Book Read Free

Savior (Starlight Book 4)

Page 13

by D. N. Hoxa


  The sound of Samayan’s laugh took me by surprise. Men like that, or vampires rather, did not look like they ever laughed in their lives. Not even when they got their first puppy, if that were the case with him. But he finally showed me his face, nothing but a reflection on all four sides of me.

  I’m not too proud to admit I was wrong. Having Samayan’s huge face everywhere I looked, fangs extended and eyes silver, made me a whole lot more uncomfortable than just hearing his voice.

  “I was told I was very funny,” I said dryly, no longer having the energy to pretend.

  “My dear Raven, you are more like me than anyone I’ve ever met in my centuries of life.
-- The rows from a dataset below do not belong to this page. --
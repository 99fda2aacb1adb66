use std::sync::OnceLock;

use formula_compiler::{
    AccessorError, CompileOptions, Engine, EngineCompiler, ErrorKind, EvalError, GridResolver,
    ModelResolver, Record,
};
use formula_model::{
    AccessorPath, CellContent, ComputationModel, FormulaSource, NumericType, Orientation,
    OutputInterface, ReferenceDialect, RoundingMode, SectionId, Value, ValueType,
};
use pretty_assertions::assert_eq;
use proptest::prelude::*;

fn backends() -> [NumericType; 3] {
    [
        NumericType::Double,
        NumericType::scaled_long(4),
        NumericType::big_decimal(8, RoundingMode::HalfUp),
    ]
}

fn input(model: &mut ComputationModel, section: SectionId, name: &str, field: &str) {
    let id = model.add_cell(section, name, CellContent::Empty).unwrap();
    model.bind_input(id, AccessorPath::field(field));
}

fn output(model: &mut ComputationModel, section: SectionId, name: &str, text: &str, out: &str) {
    let id = model
        .add_formula(section, name, FormulaSource::new(text, ReferenceDialect::A1))
        .unwrap();
    model.bind_output(id, out).unwrap();
}

fn compile(
    mut model: ComputationModel,
    interface: &OutputInterface,
    options: CompileOptions,
) -> Engine {
    let resolver = GridResolver::from_model(&model);
    ModelResolver::new(&resolver).resolve(&mut model).unwrap();
    EngineCompiler::new(options).compile(model, interface).unwrap()
}

fn product_model() -> ComputationModel {
    let mut model = ComputationModel::new("product");
    let root = model.root();
    input(&mut model, root, "A1", "a");
    input(&mut model, root, "B1", "b");
    output(&mut model, root, "C1", "A1*B1", "result");
    model
}

#[test]
fn every_backend_multiplies_text_inputs() {
    let interface = OutputInterface::new().output("result", ValueType::Number);
    for numeric_type in backends() {
        let engine = compile(product_model(), &interface, CompileOptions::new(numeric_type));
        assert_eq!(engine.numeric_type(), numeric_type);
        let computation = engine.new_computation(Record::new().with("a", "4").with("b", "40"));
        assert_eq!(
            computation.value("result").unwrap(),
            Value::number(160),
            "{numeric_type}"
        );
    }
}

fn ratio_model() -> (ComputationModel, OutputInterface) {
    let mut model = ComputationModel::new("ratios");
    let root = model.root();
    input(&mut model, root, "A1", "x");
    output(&mut model, root, "B1", "A1/7", "seventh");
    output(&mut model, root, "C1", "ROUND(A1/4, 1)", "quarter");
    output(&mut model, root, "D1", "A1/4", "whole");
    output(&mut model, root, "E1", "A1/4", "label");
    output(&mut model, root, "F1", "IF(A1>10, \"big\", \"small\")", "size");
    let interface = OutputInterface::new()
        .output("seventh", ValueType::Any)
        .output("quarter", ValueType::Number)
        .output("whole", ValueType::Integer)
        .output("label", ValueType::Text)
        .output("size", ValueType::Any);
    (model, interface)
}

#[test]
fn saved_engines_reproduce_their_outputs() {
    for numeric_type in backends() {
        let (model, interface) = ratio_model();
        let engine = compile(model, &interface, CompileOptions::new(numeric_type));
        let mut bytes = Vec::new();
        engine.save_to(&mut bytes).unwrap();
        let loaded = Engine::load_from(bytes.as_slice()).unwrap();
        assert_eq!(loaded.program(), engine.program());

        for x in [-3, 0, 10, 13, 1_000_001] {
            let original = engine.new_computation(Record::new().with("x", x)).values().unwrap();
            let reloaded = loaded.new_computation(Record::new().with("x", x)).values().unwrap();
            assert_eq!(original, reloaded, "{numeric_type} x={x}");
        }
    }
}

#[test]
fn outputs_are_converted_to_their_declared_type() {
    let (model, interface) = ratio_model();
    let engine = compile(model, &interface, CompileOptions::new(NumericType::scaled_long(4)));
    let computation = engine.new_computation(Record::new().with("x", 10));
    assert_eq!(computation.value("whole").unwrap(), Value::number(2));
    assert_eq!(computation.value("label").unwrap(), Value::text("2.5"));
    assert_eq!(computation.value("seventh").unwrap().to_string(), "1.4286");
    assert_eq!(computation.value("size").unwrap(), Value::text("small"));
    assert_eq!(
        computation.output_names(),
        vec!["seventh", "quarter", "whole", "label", "size"]
    );
}

#[test]
fn evaluation_failures() {
    let (model, interface) = ratio_model();
    let engine = compile(model, &interface, CompileOptions::default());

    let missing = engine.new_computation(Record::new());
    let Err(EvalError::Input(err)) = missing.value("seventh") else {
        panic!("expected an input error");
    };
    assert_eq!(
        err.downcast_ref::<AccessorError>(),
        Some(&AccessorError::Missing("x".to_string()))
    );

    let computation = engine.new_computation(Record::new().with("x", "ten"));
    let err = computation.value("seventh").unwrap_err();
    assert_eq!(err.formula_error(), Some(ErrorKind::Value));

    assert!(matches!(
        computation.value("nothing"),
        Err(EvalError::NameNotFound { name }) if name == "nothing"
    ));
}

fn invoice_model() -> (ComputationModel, OutputInterface) {
    let mut model = ComputationModel::new("invoice");
    let root = model.root();
    let lines = model
        .add_section(root, "lines", Orientation::Vertical, AccessorPath::field("lines"))
        .unwrap();
    model.bind_section_output(lines, "lines");
    input(&mut model, lines, "A2", "price");
    input(&mut model, lines, "B2", "qty");
    output(&mut model, lines, "C2", "A2*B2*(1-$B$1)", "amount");
    input(&mut model, root, "B1", "discount");
    output(&mut model, root, "D1", "SUM(C2:C3)", "total");
    output(&mut model, root, "E1", "COUNT(C2:C3)", "count");
    let interface = OutputInterface::new()
        .output("total", ValueType::Number)
        .output("count", ValueType::Integer)
        .section(
            "lines",
            OutputInterface::new().output("amount", ValueType::Number),
        );
    (model, interface)
}

fn invoice() -> Record {
    Record::new().with("discount", "0.1").with_rows(
        "lines",
        [(10, 2), (5, 4), (1, 0)].map(|(price, qty)| Record::new().with("price", price).with("qty", qty)),
    )
}

#[test]
fn repeating_sections_yield_row_computations() {
    let (model, interface) = invoice_model();
    let engine = compile(model, &interface, CompileOptions::new(NumericType::scaled_long(2)));
    let computation = engine.new_computation(invoice());
    assert_eq!(computation.value("total").unwrap(), Value::number(36));
    assert_eq!(computation.value("count").unwrap(), Value::number(3));

    let rows = computation.rows("lines").unwrap();
    let amounts: Vec<Value> = rows.iter().map(|r| r.value("amount").unwrap()).collect();
    assert_eq!(amounts, vec![Value::number(18), Value::number(18), Value::number(0)]);

    let empty = engine.new_computation(Record::new().with("discount", 0).with("lines", Value::Null));
    assert_eq!(empty.value("total").unwrap(), Value::number(0));
    assert!(empty.rows("lines").unwrap().is_empty());
}

#[test]
fn full_caching_memoizes_per_computation() {
    let (model, interface) = invoice_model();
    let engine = compile(
        model,
        &interface,
        CompileOptions::default().with_full_caching(true),
    );
    let computation = engine.new_computation(invoice());
    assert_eq!(computation.cached_count(), 0);
    let total = computation.value("total").unwrap();
    let cached = computation.cached_count();
    assert!(cached > 0);
    assert_eq!(computation.value("total").unwrap(), total);

    let rows = computation.rows("lines").unwrap();
    assert_eq!(rows[1].value("amount").unwrap(), Value::number(18));
    assert_eq!(rows[1].cached_count(), computation.cached_count());

    let fresh = engine.new_computation(invoice());
    assert_eq!(fresh.cached_count(), 0);

    let (model, interface) = invoice_model();
    let uncached = compile(model, &interface, CompileOptions::default());
    let computation = uncached.new_computation(invoice());
    assert_eq!(computation.value("total").unwrap(), total);
    assert_eq!(computation.cached_count(), 0);
}

#[test]
fn unoptimized_engines_agree_with_optimized_ones() {
    let (model, interface) = invoice_model();
    let plain = compile(model, &interface, CompileOptions::default().with_optimize(false));
    let (model, interface) = invoice_model();
    let optimized = compile(model, &interface, CompileOptions::default());
    assert_eq!(
        plain.new_computation(invoice()).values().unwrap(),
        optimized.new_computation(invoice()).values().unwrap()
    );
}

/// | Region | Amount |   | Region |
/// | north  | x      |   | north  |
/// | south  | 20     |
/// | north  | n/a    |
fn ledger_model() -> (ComputationModel, OutputInterface) {
    let mut model = ComputationModel::new("ledger");
    let root = model.root();
    let labels = [
        ("A1", "Region"),
        ("B1", "Amount"),
        ("A2", "north"),
        ("A3", "south"),
        ("A4", "north"),
        ("B4", "n/a"),
        ("D1", "Region"),
        ("D2", "north"),
    ];
    for (name, label) in labels {
        model.add_constant(root, name, label).unwrap();
    }
    model.add_constant(root, "B3", 20).unwrap();
    input(&mut model, root, "B2", "x");
    output(&mut model, root, "F1", "SUM(B1:B4)", "total");
    output(&mut model, root, "F2", "AVERAGE(B1:B4)", "mean");
    output(&mut model, root, "F3", "MIN(B1:B4)", "low");
    output(&mut model, root, "F4", "MAX(B1:B4)", "high");
    output(&mut model, root, "F5", "COUNT(B1:B4)", "count");
    output(&mut model, root, "F6", "DSUM(A1:B4, \"Amount\", D1:D2)", "north");
    let interface = OutputInterface::new()
        .output("total", ValueType::Number)
        .output("mean", ValueType::Number)
        .output("low", ValueType::Number)
        .output("high", ValueType::Number)
        .output("count", ValueType::Integer)
        .output("north", ValueType::Number);
    (model, interface)
}

#[test]
fn aggregates_skip_labels_inside_ranges() {
    for numeric_type in backends() {
        for optimize in [true, false] {
            let (model, interface) = ledger_model();
            let options = CompileOptions::new(numeric_type).with_optimize(optimize);
            let engine = compile(model, &interface, options);
            let computation = engine.new_computation(Record::new().with("x", 6));
            let values: Vec<Value> = ["total", "mean", "low", "high", "count", "north"]
                .iter()
                .map(|name| computation.value(name).unwrap())
                .collect();
            assert_eq!(
                values,
                [26, 13, 6, 20, 2, 6].map(Value::number).to_vec(),
                "{numeric_type} optimize={optimize}"
            );
        }
    }
}

fn agreement_engines() -> &'static Vec<Engine> {
    static ENGINES: OnceLock<Vec<Engine>> = OnceLock::new();
    ENGINES.get_or_init(|| {
        backends()
            .into_iter()
            .map(|numeric_type| {
                let mut model = ComputationModel::new("mix");
                let root = model.root();
                input(&mut model, root, "A1", "a");
                input(&mut model, root, "B1", "b");
                input(&mut model, root, "C1", "c");
                output(&mut model, root, "D1", "SUM(A1,B1,C1)*2-MAX(A1,B1)+A1*C1", "mix");
                let interface = OutputInterface::new().output("mix", ValueType::Any);
                compile(model, &interface, CompileOptions::new(numeric_type))
            })
            .collect()
    })
}

proptest! {
    #[test]
    fn backends_agree_on_integer_arithmetic(
        a in -10_000i64..10_000,
        b in -10_000i64..10_000,
        c in -100i64..100,
    ) {
        let expected = (a + b + c) * 2 - a.max(b) + a * c;
        for engine in agreement_engines() {
            let input = Record::new().with("a", a).with("b", b.to_string()).with("c", c);
            let value = engine.new_computation(input).value("mix").unwrap();
            prop_assert_eq!(value, Value::number(expected));
        }
    }
}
You almost make me proud.”

  Ugh. A blow to the gut would have been much easier to handle.

  “I am nothing like you,” I hissed as shivers ran down my body and my hands pulled up in fists. The truth was, he wasn’t too far off with his statement. I remembered. Oh, I remembered well how my mind worked when his red potion coursed through my veins after he kidnapped me. Nothing but a power hungry monster lived inside my head and chest. Everything like the vampire whose face surrounded me on all sides.

  “Let’s play with our cards up, shall we? We both know you like a good game.”
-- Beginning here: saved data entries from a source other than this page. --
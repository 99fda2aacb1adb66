use formula_model::{name_to_col, CellAddress, RangeAddress, ReferenceDialect};

use crate::error::{ParseError, Span};

#[derive(Debug, Clone, PartialEq, Eq)]
pub enum TokenKind {
    Number(String),
    String(String),
    Cell(CellAddress),
    /// Complete range written as one token (ODF brackets).
    Range(RangeAddress),
    /// `#REF!`.
    Broken,
    Error(String),
    Ident(String),
    QuotedIdent(String),
    LParen,
    RParen,
    LBrace,
    RBrace,
    Bang,
    Colon,
    Comma,
    Semicolon,
    Pipe,
    Tilde,
    Plus,
    Minus,
    Star,
    Slash,
    Caret,
    Amp,
    Percent,
    Eq,
    Ne,
    Lt,
    Gt,
    Le,
    Ge,
    At,
    Eof,
}

#[derive(Debug, Clone, PartialEq, Eq)]
pub struct Token {
    pub kind: TokenKind,
    pub span: Span,
    /// Whitespace directly precedes this token (the intersection operator).
    pub space_before: bool,
}

pub(crate) struct Lexer<'a> {
    src: &'a str,
    chars: std::str::Chars<'a>,
    idx: usize,
    dialect: ReferenceDialect,
    origin: Option<&'a CellAddress>,
    tokens: Vec<Token>,
    space_before: bool,
}

impl<'a> Lexer<'a> {
    pub(crate) fn new(
        src: &'a str,
        dialect: ReferenceDialect,
        origin: Option<&'a CellAddress>,
    ) -> Self {
        Self {
            src,
            chars: src.chars(),
            idx: 0,
            dialect,
            origin,
            tokens: Vec::new(),
            space_before: false,
        }
    }

    pub(crate) fn lex(mut self) -> Result<Vec<Token>, ParseError> {
        while let Some(ch) = self.peek_char() {
            let start = self.idx;
            if ch.is_whitespace() {
                self.bump();
                self.space_before = true;
                continue;
            }
            if ch.is_ascii_digit() || (ch == '.' && self.peek_next_is_digit()) {
                let raw = self.lex_number();
                self.push(TokenKind::Number(raw), start);
                continue;
            }
            match ch {
                '"' => {
                    let s = self.lex_quoted('"', "unterminated string literal")?;
                    self.push(TokenKind::String(s), start);
                }
                '\'' => {
                    let s = self.lex_quoted('\'', "unterminated quoted sheet name")?;
                    self.push(TokenKind::QuotedIdent(s), start);
                }
                '#' => {
                    let kind = self.lex_error_literal()?;
                    self.push(kind, start);
                }
                '[' if self.dialect == ReferenceDialect::Odf => {
                    let kind = self.lex_odf_reference()?;
                    self.push(kind, start);
                }
                c if c.is_alphabetic() || c == '_' || c == '$' => {
                    let kind = self.lex_word()?;
                    self.push(kind, start);
                }
                _ => {
                    self.bump();
                    let kind = match ch {
                        '(' => TokenKind::LParen,
                        ')' => TokenKind::RParen,
                        '{' => TokenKind::LBrace,
                        '}' => TokenKind::RBrace,
                        '!' => TokenKind::Bang,
                        ':' => TokenKind::Colon,
                        ',' => TokenKind::Comma,
                        ';' => TokenKind::Semicolon,
                        '|' => TokenKind::Pipe,
                        '~' => TokenKind::Tilde,
                        '+' => TokenKind::Plus,
                        '-' => TokenKind::Minus,
                        '*' => TokenKind::Star,
                        '/' => TokenKind::Slash,
                        '^' => TokenKind::Caret,
                        '&' => TokenKind::Amp,
                        '%' => TokenKind::Percent,
                        '@' => TokenKind::At,
                        '=' => TokenKind::Eq,
                        '<' => match self.peek_char() {
                            Some('>') => {
                                self.bump();
                                TokenKind::Ne
                            }
                            Some('=') => {
                                self.bump();
                                TokenKind::Le
                            }
                            _ => TokenKind::Lt,
                        },
                        '>' => match self.peek_char() {
                            Some('=') => {
                                self.bump();
                                TokenKind::Ge
                            }
                            _ => TokenKind::Gt,
                        },
                        other => {
                            return Err(self.error(format!("unexpected character `{other}`"), start));
                        }
                    };
                    self.push(kind, start);
                }
            }
        }
        let end = self.src.len();
        self.tokens.push(Token {
            kind: TokenKind::Eof,
            span: Span::new(end, end),
            space_before: self.space_before,
        });
        Ok(self.tokens)
    }

    fn push(&mut self, kind: TokenKind, start: usize) {
        self.tokens.push(Token {
            kind,
            span: Span::new(start, self.idx),
            space_before: std::mem::take(&mut self.space_before),
        });
    }

    fn error(&self, message: impl Into<String>, start: usize) -> ParseError {
        ParseError::new(message, self.src, Span::new(start, self.idx.max(start + 1)))
    }

    fn bump(&mut self) -> Option<char> {
        let ch = self.chars.next()?;
        self.idx += ch.len_utf8();
        Some(ch)
    }

    fn rollback_to(&mut self, idx: usize) {
        self.idx = idx;
        self.chars = self.src[idx..].chars();
    }

    fn peek_char(&self) -> Option<char> {
        self.chars.clone().next()
    }

    fn peek_next_is_digit(&self) -> bool {
        let mut iter = self.chars.clone();
        iter.next();
        matches!(iter.next(), Some(c) if c.is_ascii_digit())
    }

    fn take_while<F>(&mut self, mut pred: F) -> String
    where
        F: FnMut(char) -> bool,
    {
        let mut out = String::new();
        while let Some(ch) = self.peek_char() {
            if !pred(ch) {
                break;
            }
            self.bump();
            out.push(ch);
        }
        out
    }

    fn lex_number(&mut self) -> String {
        let mut raw = self.take_while(|c| c.is_ascii_digit());
        if self.peek_char() == Some('.') {
            self.bump();
            raw.push('.');
            raw.push_str(&self.take_while(|c| c.is_ascii_digit()));
        }
        if matches!(self.peek_char(), Some('e' | 'E')) {
            let mark = self.idx;
            self.bump();
            let mut exp = String::from("E");
            if let Some(sign @ ('+' | '-')) = self.peek_char() {
                self.bump();
                exp.push(sign);
            }
            let digits = self.take_while(|c| c.is_ascii_digit());
            if digits.is_empty() {
                self.rollback_to(mark);
            } else {
                raw.push_str(&exp);
                raw.push_str(&digits);
            }
        }
        raw
    }

    /// Quoted text where a doubled quote stands for one literal quote.
    fn lex_quoted(&mut self, quote: char, unterminated: &str) -> Result<String, ParseError> {
        let start = self.idx;
        self.bump();
        let mut out = String::new();
        loop {
            match self.bump() {
                Some(c) if c == quote => {
                    if self.peek_char() == Some(quote) {
                        self.bump();
                        out.push(quote);
                    } else {
                        return Ok(out);
                    }
                }
                Some(c) => out.push(c),
                None => return Err(self.error(unterminated, start)),
            }
        }
    }

    fn lex_error_literal(&mut self) -> Result<TokenKind, ParseError> {
        const LITERALS: [&str; 7] = [
            "#DIV/0!", "#VALUE!", "#NAME?", "#NULL!", "#NUM!", "#N/A", "#REF!",
        ];
        let start = self.idx;
        let rest = &self.src[start..];
        let Some(lit) = LITERALS
            .iter()
            .find(|lit| {
                rest.get(..lit.len())
                    .is_some_and(|head| head.eq_ignore_ascii_case(lit))
            })
        else {
            self.bump();
            return Err(self.error("unknown error literal", start));
        };
        self.rollback_to(start + lit.len());
        if *lit == "#REF!" {
            if self.dialect != ReferenceDialect::Ooxml {
                return Err(self.error("broken reference outside OOXML formula", start));
            }
            return Ok(TokenKind::Broken);
        }
        Ok(TokenKind::Error(lit.to_string()))
    }

    fn lex_word(&mut self) -> Result<TokenKind, ParseError> {
        let start = self.idx;
        let cell = match self.dialect {
            ReferenceDialect::R1C1 => self.try_lex_r1c1_cell()?,
            ReferenceDialect::Odf => None,
            _ => self.try_lex_a1_cell(),
        };
        if let Some(cell) = cell {
            return Ok(TokenKind::Cell(cell));
        }
        self.rollback_to(start);
        let word = self.take_while(is_ident_char);
        if word.is_empty() || word.starts_with('$') {
            self.bump();
            return Err(self.error("unexpected `$`", start));
        }
        Ok(TokenKind::Ident(word))
    }

    fn ends_reference(&self) -> bool {
        !matches!(self.peek_char(), Some(c) if is_ident_char(c) || c == '(')
    }

    fn try_lex_a1_cell(&mut self) -> Option<CellAddress> {
        let start = self.idx;
        let col_abs = self.peek_char() == Some('$');
        if col_abs {
            self.bump();
        }
        let letters = self.take_while(|c| c.is_ascii_alphabetic());
        if letters.is_empty() || letters.len() > 3 {
            return None;
        }
        let row_abs = self.peek_char() == Some('$');
        if row_abs {
            self.bump();
        }
        let digits = self.take_while(|c| c.is_ascii_digit());
        if digits.is_empty() || !self.ends_reference() {
            return None;
        }
        let row: u32 = digits.parse().ok()?;
        if row == 0 {
            return None;
        }
        let col = name_to_col(&letters)?;
        debug_assert!(self.idx > start);
        Some(CellAddress {
            sheet: None,
            row: row - 1,
            col,
            row_abs,
            col_abs,
        })
    }

    /// `R1C1`, `R[-1]C`, `RC[2]`. Bracketed offsets are relative to the origin cell.
    fn try_lex_r1c1_cell(&mut self) -> Result<Option<CellAddress>, ParseError> {
        let start = self.idx;
        if !matches!(self.bump(), Some('R' | 'r')) {
            return Ok(None);
        }
        let Some(row) = self.lex_r1c1_component() else {
            return Ok(None);
        };
        if !matches!(self.bump(), Some('C' | 'c')) {
            return Ok(None);
        }
        let Some(col) = self.lex_r1c1_component() else {
            return Ok(None);
        };
        if !self.ends_reference() {
            return Ok(None);
        }
        let resolve = |component: R1C1Component, base: Option<u32>| -> Option<(u32, bool)> {
            match component {
                R1C1Component::Absolute(n) => n.checked_sub(1).map(|v| (v, true)),
                R1C1Component::Offset(delta) => {
                    let base = i64::from(base?);
                    u32::try_from(base + delta).ok().map(|v| (v, false))
                }
            }
        };
        let base_row = self.origin.map(|o| o.row);
        let base_col = self.origin.map(|o| o.col);
        let relative = matches!(row, R1C1Component::Offset(_)) || matches!(col, R1C1Component::Offset(_));
        match (resolve(row, base_row), resolve(col, base_col)) {
            (Some((row, row_abs)), Some((col, col_abs))) => Ok(Some(CellAddress {
                sheet: None,
                row,
                col,
                row_abs,
                col_abs,
            })),
            _ if relative && self.origin.is_none() => Err(self.error(
                "relative R1C1 reference needs the address of the formula cell",
                start,
            )),
            _ => Err(self.error("R1C1 reference out of range", start)),
        }
    }

    fn lex_r1c1_component(&mut self) -> Option<R1C1Component> {
        match self.peek_char() {
            Some('[') => {
                self.bump();
                let negative = match self.peek_char() {
                    Some('-') => {
                        self.bump();
                        true
                    }
                    Some('+') => {
                        self.bump();
                        false
                    }
                    _ => false,
                };
                let digits = self.take_while(|c| c.is_ascii_digit());
                if self.bump() != Some(']') {
                    return None;
                }
                let value: i64 = digits.parse().ok()?;
                Some(R1C1Component::Offset(if negative { -value } else { value }))
            }
            Some(c) if c.is_ascii_digit() => {
                let digits = self.take_while(|c| c.is_ascii_digit());
                digits.parse().ok().map(R1C1Component::Absolute)
            }
            _ => Some(R1C1Component::Offset(0)),
        }
    }

    /// `[.A1]`, `[.A1:.B2]`, `[Sheet1.A1:Sheet2.B2]`, `[$'My Sheet'.$A$1]`.
    fn lex_odf_reference(&mut self) -> Result<TokenKind, ParseError> {
        let start = self.idx;
        self.bump();
        let mut inner = String::new();
        let mut in_quote = false;
        loop {
            match self.bump() {
                Some('\'') => {
                    in_quote = !in_quote;
                    inner.push('\'');
                }
                Some(']') if !in_quote => break,
                Some(c) => inner.push(c),
                None => return Err(self.error("unterminated ODF reference", start)),
            }
        }
        let mut parts = inner.splitn(2, ':');
        let first = parts.next().unwrap_or_default();
        let first = parse_odf_cell(first).ok_or_else(|| self.error("invalid ODF reference", start))?;
        match parts.next() {
            None => Ok(TokenKind::Cell(first)),
            Some(second) => {
                let mut second = parse_odf_cell(second)
                    .ok_or_else(|| self.error("invalid ODF reference", start))?;
                if second.sheet.is_none() {
                    second.sheet = first.sheet.clone();
                }
                Ok(TokenKind::Range(RangeAddress::new(first, second)))
            }
        }
    }
}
  His eyes slowly lost the silver and turned into two soul-sucking, black orbs. I couldn’t decide which version of him freaked me out more.

  “Tell yourself whatever you want, Samayan, but I’m not a monster. I haven’t spent centuries manipulating an entire world, killing for convenience and sucking power out of other people’s bodies.”

  My voice rose, but he didn’t seem to notice.

  “But you would, wouldn’t you? When I showed you what you could become, all the power you could possess, you were ready and willing to become like me. Even worse,” he whispered, raising a brow.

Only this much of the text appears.